Rackspace Technology (RXT, Financial) has received a price target adjustment from RBC Capital, now set at $2, down from a previous target of $3. Despite this revision, the firm maintains a Sector Perform rating on Rackspace shares.
The company has showcased robust performance by exceeding expectations on both revenue and profit metrics. This marks the 11th quarter in a row where Rackspace has met or outperformed its financial guidance, demonstrating consistent operational success.
Analysts note that Rackspace has a solid base to support efforts aimed at enhancing the company's operations. The firm's continued ability to meet guidance suggests resilience and a strong operational framework.
Wall Street Analysts Forecast
Based on the one-year price targets offered by 6 analysts, the average target price for Rackspace Technology Inc (RXT, Financial) is $2.15 with a high estimate of $3.25 and a low estimate of $1.00. The average target implies an upside of 68.63% from the current price of $1.28. More detailed estimate data can be found on the Rackspace Technology Inc (RXT) Forecast page.
Based on the consensus recommendation from 6 brokerage firms, Rackspace Technology Inc's (RXT, Financial) average brokerage recommendation is currently 3.0, indicating "Hold" status. The rating scale ranges from 1 to 5, where 1 signifies Strong Buy, and 5 denotes Sell.
Based on GuruFocus estimates, the estimated GF Value for Rackspace Technology Inc (RXT, Financial) in one year is $2.17, suggesting a upside of 70.2% from the current price of $1.275. GF Value is GuruFocus' estimate of the fair value that the stock should be traded at. It is calculated based on the historical multiples the stock has traded at previously, as well as past business growth and the future estimates of the business' performance. More detailed data can be found on the Rackspace Technology Inc (RXT) Summary page.
RXT Key Business Developments
Release Date: May 08, 2025
- Total Revenue: $665 million, down 4% year-over-year.
- Non-GAAP Gross Profit Margin: Approximately 20% of GAAP revenue, down 1.5 percentage points year-over-year.
- Non-GAAP Operating Profit: $26 million, up 83% year-over-year.
- Non-GAAP Loss Per Share: $0.06, an improvement of $0.05 year-over-year.
- Cash Flow from Operations: $13 million.
- Free Cash Flow: $4 million.
- Cash on Hand: $128 million.
- Total Liquidity: $473 million.
- Private Cloud Revenue: $250 million, down 7% year-over-year.
- Private Cloud Non-GAAP Gross Margin: 37.1%, down 1.8 points year-over-year.
- Public Cloud Revenue: $416 million, down 2% year-over-year.
- Public Cloud Non-GAAP Gross Margin: 9.5%, up 1 point year-over-year.
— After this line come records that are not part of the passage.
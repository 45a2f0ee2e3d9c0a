//! Configuration types and loading.
//!
//! Config is loaded from a JSON file (e.g. `~/.pac-lead/config.json`) and then overridden by
//! environment variables, so a deployment can run from the environment alone.

use anyhow::{Context, Result};
use serde::{Deserialize, Serialize};
use std::path::PathBuf;

/// Top-level application config.
#[derive(Debug, Clone, Default, Serialize, Deserialize)]
#[serde(rename_all = "camelCase")]
pub struct Config {
    /// HTTP listener settings.
    #[serde(default)]
    pub server: ServerConfig,

    /// Hosted assistant (threads, runs, speech).
    #[serde(default)]
    pub assistant: AssistantConfig,

    /// Outbound WhatsApp gateway.
    #[serde(default)]
    pub messaging: MessagingConfig,

    /// Leads/products backend and CRM.
    #[serde(default)]
    pub leads: LeadsConfig,

    /// Multi-tenant platform backend (agent settings).
    #[serde(default)]
    pub platform: PlatformConfig,

    /// Prompt defaults.
    #[serde(default)]
    pub agent: AgentConfig,

    /// Optional per-sender message buffer.
    #[serde(default)]
    pub buffer: BufferConfig,
}

/// Listener bind and port.
#[derive(Debug, Clone, Serialize, Deserialize)]
#[serde(rename_all = "camelCase")]
pub struct ServerConfig {
    /// Port for HTTP (default 8080).
    #[serde(default = "default_server_port")]
    pub port: u16,

    /// Bind address (default "0.0.0.0"; the webhook must be reachable by the provider).
    #[serde(default = "default_server_bind")]
    pub bind: String,
}

fn default_server_port() -> u16 {
    8080
}

fn default_server_bind() -> String {
    "0.0.0.0".to_string()
}

impl Default for ServerConfig {
    fn default() -> Self {
        Self {
            port: default_server_port(),
            bind: default_server_bind(),
        }
    }
}

/// Assistant API credentials and run/speech tuning.
#[derive(Debug, Clone, Serialize, Deserialize)]
#[serde(rename_all = "camelCase")]
pub struct AssistantConfig {
    /// Bearer key. Overridden by OPENAI_API_KEY.
    pub api_key: Option<String>,
    /// Assistant used for every run. Overridden by OPENAI_ASSISTANT_ID.
    #[serde(default = "default_assistant_id")]
    pub assistant_id: String,
    /// API root. Overridden by OPENAI_BASE_URL.
    #[serde(default = "default_assistant_base_url")]
    pub base_url: String,
    /// Delay between run status checks.
    #[serde(default = "default_run_poll_interval_ms")]
    pub run_poll_interval_ms: u64,
    /// Give up waiting for a run after this long; the reply is then dropped.
    #[serde(default = "default_run_timeout_secs")]
    pub run_timeout_secs: u64,
    #[serde(default)]
    pub speech: SpeechConfig,
}

fn default_assistant_id() -> String {
    "asst_xxx".to_string()
}

fn default_assistant_base_url() -> String {
    "https://api.openai.com/v1".to_string()
}

fn default_run_poll_interval_ms() -> u64 {
    500
}

fn default_run_timeout_secs() -> u64 {
    60
}

impl Default for AssistantConfig {
    fn default() -> Self {
        Self {
            api_key: None,
            assistant_id: default_assistant_id(),
            base_url: default_assistant_base_url(),
            run_poll_interval_ms: default_run_poll_interval_ms(),
            run_timeout_secs: default_run_timeout_secs(),
            speech: SpeechConfig::default(),
        }
    }
}

/// Text-to-speech request settings.
#[derive(Debug, Clone, Serialize, Deserialize)]
#[serde(rename_all = "camelCase")]
pub struct SpeechConfig {
    #[serde(default = "default_speech_model")]
    pub model: String,
    #[serde(default = "default_speech_voice")]
    pub voice: String,
    #[serde(default = "default_speech_instructions")]
    pub instructions: String,
}

fn default_speech_model() -> String {
    "gpt-4o-mini-tts".to_string()
}

fn default_speech_voice() -> String {
    "ballad".to_string()
}

fn default_speech_instructions() -> String {
    "always speak in an animated and inspiring way, ALWAYS in Brazilian Portuguese".to_string()
}

impl Default for SpeechConfig {
    fn default() -> Self {
        Self {
            model: default_speech_model(),
            voice: default_speech_voice(),
            instructions: default_speech_instructions(),
        }
    }
}

/// WhatsApp gateway (uazapi-compatible) settings.
#[derive(Debug, Clone, Serialize, Deserialize)]
#[serde(rename_all = "camelCase")]
pub struct MessagingConfig {
    /// Overridden by UAZAPI_BASE_URL.
    #[serde(default = "default_messaging_base_url")]
    pub base_url: String,
    /// Default instance token; a non-blank X-Instance-Token header wins. Overridden by UAZAPI_TOKEN.
    pub token: Option<String>,
}

fn default_messaging_base_url() -> String {
    "https://hia-clientes.uazapi.com".to_string()
}

impl Default for MessagingConfig {
    fn default() -> Self {
        Self {
            base_url: default_messaging_base_url(),
            token: None,
        }
    }
}

/// Leads/products backend and CRM settings.
#[derive(Debug, Clone, Serialize, Deserialize)]
#[serde(rename_all = "camelCase")]
pub struct LeadsConfig {
    /// Overridden by PACLEAD_BASE_URL.
    #[serde(default = "default_leads_base_url")]
    pub base_url: String,
    /// Empty disables CRM mirroring. Overridden by PACLEAD_CRM_BASE_URL.
    #[serde(default = "default_crm_base_url")]
    pub crm_base_url: String,
    /// Tax id (CNPJ) used when the tenant settings do not provide one.
    #[serde(default = "default_tax_id")]
    pub default_tax_id: String,
    /// Product image endpoint; cards link to `<url>?id=<id>&id_empresa=1`.
    #[serde(default = "default_product_image_url")]
    pub product_image_url: String,
}

fn default_leads_base_url() -> String {
    "http://paclead.com.br:8889".to_string()
}

fn default_crm_base_url() -> String {
    "https://paclead.com.br:8082".to_string()
}

fn default_tax_id() -> String {
    "23820015000100".to_string()
}

fn default_product_image_url() -> String {
    "http://paclead.com.br:8889/produtos/imagem".to_string()
}

impl Default for LeadsConfig {
    fn default() -> Self {
        Self {
            base_url: default_leads_base_url(),
            crm_base_url: default_crm_base_url(),
            default_tax_id: default_tax_id(),
            product_image_url: default_product_image_url(),
        }
    }
}

/// Platform backend for per-tenant agent settings.
#[derive(Debug, Clone, Serialize, Deserialize)]
#[serde(rename_all = "camelCase")]
pub struct PlatformConfig {
    /// When unset, tenant settings are never fetched. Overridden by PLATFORM_BASE_URL.
    pub base_url: Option<String>,
    #[serde(default = "default_platform_timeout_secs")]
    pub timeout_secs: u64,
}

fn default_platform_timeout_secs() -> u64 {
    15
}

impl Default for PlatformConfig {
    fn default() -> Self {
        Self {
            base_url: None,
            timeout_secs: default_platform_timeout_secs(),
        }
    }
}

/// Prompt defaults.
#[derive(Debug, Clone, Default, Serialize, Deserialize)]
#[serde(rename_all = "camelCase")]
pub struct AgentConfig {
    /// Replaces the embedded sales-agent template. Overridden by DEFAULT_PROMPT.
    pub default_prompt: Option<String>,
}

/// Redis-backed buffer settings.
#[derive(Debug, Clone, Serialize, Deserialize)]
#[serde(rename_all = "camelCase")]
pub struct BufferConfig {
    /// `redis://` connection string. Unset means the no-op buffer. Overridden by REDIS_URL.
    pub redis_url: Option<String>,
    /// Expiry applied to a sender's buffer on every push. 0 disables expiry.
    #[serde(default = "default_buffer_ttl_secs")]
    pub ttl_secs: u64,
}

fn default_buffer_ttl_secs() -> u64 {
    60
}

impl Default for BufferConfig {
    fn default() -> Self {
        Self {
            redis_url: None,
            ttl_secs: default_buffer_ttl_secs(),
        }
    }
}

/// Trimmed, non-empty value or None.
fn non_blank(value: Option<String>) -> Option<String> {
    value
        .map(|s| s.trim().to_string())
        .filter(|s| !s.is_empty())
}

/// Split `host:port` (host may be empty, as in ":8080"). Returns None when the port is invalid.
pub fn parse_listen_addr(addr: &str) -> Option<(Option<String>, u16)> {
    let addr = addr.trim();
    let (host, port) = addr.rsplit_once(':')?;
    let port = port.parse::<u16>().ok()?;
    let host = host.trim();
    let host = if host.is_empty() {
        None
    } else {
        Some(host.to_string())
    };
    Some((host, port))
}

/// Apply environment overrides using `lookup` (process env in production, a map in tests).
/// Blank values are ignored so an empty variable never clears a configured value.
pub fn apply_overrides_from<F>(config: &mut Config, lookup: F)
where
    F: Fn(&str) -> Option<String>,
{
    let get = |key: &str| non_blank(lookup(key));

    if let Some(addr) = get("APP_ADDR") {
        match parse_listen_addr(&addr) {
            Some((host, port)) => {
                if let Some(h) = host {
                    config.server.bind = h;
                }
                config.server.port = port;
            }
            None => log::warn!("ignoring invalid APP_ADDR: {}", addr),
        }
    }
    if let Some(v) = get("OPENAI_API_KEY") {
        config.assistant.api_key = Some(v);
    }
    if let Some(v) = get("OPENAI_ASSISTANT_ID") {
        config.assistant.assistant_id = v;
    }
    if let Some(v) = get("OPENAI_BASE_URL") {
        config.assistant.base_url = v;
    }
    if let Some(v) = get("UAZAPI_TOKEN") {
        config.messaging.token = Some(v);
    }
    if let Some(v) = get("UAZAPI_BASE_URL") {
        config.messaging.base_url = v;
    }
    if let Some(v) = get("PACLEAD_BASE_URL") {
        config.leads.base_url = v;
    }
    if let Some(v) = get("PACLEAD_CRM_BASE_URL") {
        config.leads.crm_base_url = v;
    }
    if let Some(v) = get("PLATFORM_BASE_URL") {
        config.platform.base_url = Some(v);
    }
    if let Some(v) = get("DEFAULT_PROMPT") {
        config.agent.default_prompt = Some(v);
    }
    if let Some(v) = get("REDIS_URL") {
        config.buffer.redis_url = Some(v);
    }
}

/// Apply overrides from the process environment.
pub fn apply_env_overrides(config: &mut Config) {
    apply_overrides_from(config, |key| std::env::var(key).ok());
}

/// Resolve config path from env or default.
pub fn default_config_path() -> PathBuf {
    std::env::var("PAC_LEAD_CONFIG_PATH")
        .map(PathBuf::from)
        .unwrap_or_else(|_| {
            dirs::home_dir()
                .map(|h| h.join(".pac-lead").join("config.json"))
                .unwrap_or_else(|| PathBuf::from("config.json"))
        })
}

/// Load config from the given path (or the default path), then apply environment overrides.
/// Missing file => defaults. Returns the config and the path that was used.
pub fn load_config(path: Option<PathBuf>) -> Result<(Config, PathBuf)> {
    let path = path.unwrap_or_else(default_config_path);
    let mut config = if !path.exists() {
        log::debug!("config file not found, using defaults: {}", path.display());
        Config::default()
    } else {
        let s = std::fs::read_to_string(&path)
            .with_context(|| format!("reading config from {}", path.display()))?;
        serde_json::from_str(&s)
            .with_context(|| format!("parsing config from {}", path.display()))?
    };
    apply_env_overrides(&mut config);
    Ok((config, path))
}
For the complete transcript of the earnings call, please refer to the full earnings call transcript.
Positive Points
- Rackspace Technology Inc (RXT, Financial) exceeded expectations across all key metrics for the first quarter of 2025, with revenue at the high end of guidance and profit and EPS surpassing guidance range.
- The company achieved an 11th consecutive quarter of meeting or exceeding guidance, indicating strong operational performance.
- Bookings measured by annual contract value grew 9% year-over-year, with a notable 13% increase in the Americas.
- Rackspace Technology Inc (RXT) announced a strategic partnership with Rubrik to launch the Cyber Recovery Cloud, enhancing cyber resiliency for customers.
- Public cloud bookings grew 16% year-over-year, driven by strong execution in the Americas, reflecting successful land and expand strategies.
Negative Points
- Total company GAAP revenue of $665 million was down 4% year-over-year, indicating a decline in overall revenue.
- Non-GAAP gross profit margin decreased by 1.5 percentage points year-over-year, primarily due to declines in private cloud.
- Private cloud revenue decreased by 7% year-over-year due to customers rolling off older generation offerings.
- The macroeconomic environment remains uncertain, potentially impacting onboarding timelines for recently closed deals and customer decision cycles.
- Infrastructure resale in public cloud is expected to continue declining by low-to-mid single digits, which could affect revenue growth.